Whenever a line in the records below holds the string "CheckoutError", copy it out.

[Opening Material provided section]

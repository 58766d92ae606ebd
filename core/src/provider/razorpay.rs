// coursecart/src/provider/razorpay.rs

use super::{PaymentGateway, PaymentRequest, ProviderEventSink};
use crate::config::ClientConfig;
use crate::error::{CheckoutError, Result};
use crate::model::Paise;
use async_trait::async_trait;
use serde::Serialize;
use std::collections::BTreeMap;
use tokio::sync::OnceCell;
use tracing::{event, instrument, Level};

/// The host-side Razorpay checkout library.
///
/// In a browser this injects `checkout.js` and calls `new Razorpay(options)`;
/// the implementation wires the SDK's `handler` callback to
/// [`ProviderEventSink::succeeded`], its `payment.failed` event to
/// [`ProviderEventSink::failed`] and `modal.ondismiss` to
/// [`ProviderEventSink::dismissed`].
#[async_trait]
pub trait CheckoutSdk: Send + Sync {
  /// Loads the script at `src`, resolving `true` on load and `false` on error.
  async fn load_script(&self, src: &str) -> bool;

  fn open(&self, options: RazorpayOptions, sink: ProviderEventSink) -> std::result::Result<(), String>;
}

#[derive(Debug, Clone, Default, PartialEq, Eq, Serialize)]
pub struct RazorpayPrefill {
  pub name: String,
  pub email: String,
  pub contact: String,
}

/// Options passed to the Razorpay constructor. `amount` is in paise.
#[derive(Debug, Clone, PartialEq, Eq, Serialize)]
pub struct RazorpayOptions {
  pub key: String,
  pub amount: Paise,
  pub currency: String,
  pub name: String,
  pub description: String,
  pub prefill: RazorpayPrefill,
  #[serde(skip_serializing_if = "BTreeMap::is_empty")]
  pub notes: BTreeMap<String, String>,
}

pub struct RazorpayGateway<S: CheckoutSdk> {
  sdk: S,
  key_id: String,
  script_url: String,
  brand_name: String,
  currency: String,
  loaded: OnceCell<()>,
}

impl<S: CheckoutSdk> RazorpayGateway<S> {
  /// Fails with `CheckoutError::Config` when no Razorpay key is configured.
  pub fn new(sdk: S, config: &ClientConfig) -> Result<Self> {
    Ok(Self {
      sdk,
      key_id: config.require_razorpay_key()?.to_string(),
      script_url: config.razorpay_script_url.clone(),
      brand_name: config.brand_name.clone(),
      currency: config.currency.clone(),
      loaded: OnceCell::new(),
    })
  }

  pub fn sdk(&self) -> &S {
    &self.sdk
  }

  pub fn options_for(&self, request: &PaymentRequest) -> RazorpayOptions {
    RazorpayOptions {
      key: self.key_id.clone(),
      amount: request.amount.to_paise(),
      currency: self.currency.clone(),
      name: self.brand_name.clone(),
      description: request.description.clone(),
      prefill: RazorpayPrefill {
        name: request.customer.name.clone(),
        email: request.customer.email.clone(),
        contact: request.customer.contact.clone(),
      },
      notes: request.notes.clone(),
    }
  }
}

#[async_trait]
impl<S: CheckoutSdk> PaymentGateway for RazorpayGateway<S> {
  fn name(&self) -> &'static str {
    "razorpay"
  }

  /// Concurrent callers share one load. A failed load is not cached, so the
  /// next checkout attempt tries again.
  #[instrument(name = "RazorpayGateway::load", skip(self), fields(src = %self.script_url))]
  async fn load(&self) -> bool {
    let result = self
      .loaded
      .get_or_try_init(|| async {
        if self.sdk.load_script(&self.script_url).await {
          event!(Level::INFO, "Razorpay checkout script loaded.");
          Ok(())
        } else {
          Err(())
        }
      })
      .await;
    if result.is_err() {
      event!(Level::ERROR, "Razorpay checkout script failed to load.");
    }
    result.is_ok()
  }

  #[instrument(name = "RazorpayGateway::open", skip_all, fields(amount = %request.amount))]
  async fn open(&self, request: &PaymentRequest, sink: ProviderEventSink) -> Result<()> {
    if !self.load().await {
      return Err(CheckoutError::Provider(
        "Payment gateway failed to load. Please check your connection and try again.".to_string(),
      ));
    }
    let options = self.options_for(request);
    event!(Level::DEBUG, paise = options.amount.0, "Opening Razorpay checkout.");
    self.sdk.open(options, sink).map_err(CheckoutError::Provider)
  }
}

[Closing Material provided section]

■ Solution below:
use crate::error::{CheckoutError, Result};
  /// Fails with `CheckoutError::Config` when no Razorpay key is configured.
      return Err(CheckoutError::Provider(
    self.sdk.open(options, sink).map_err(CheckoutError::Provider)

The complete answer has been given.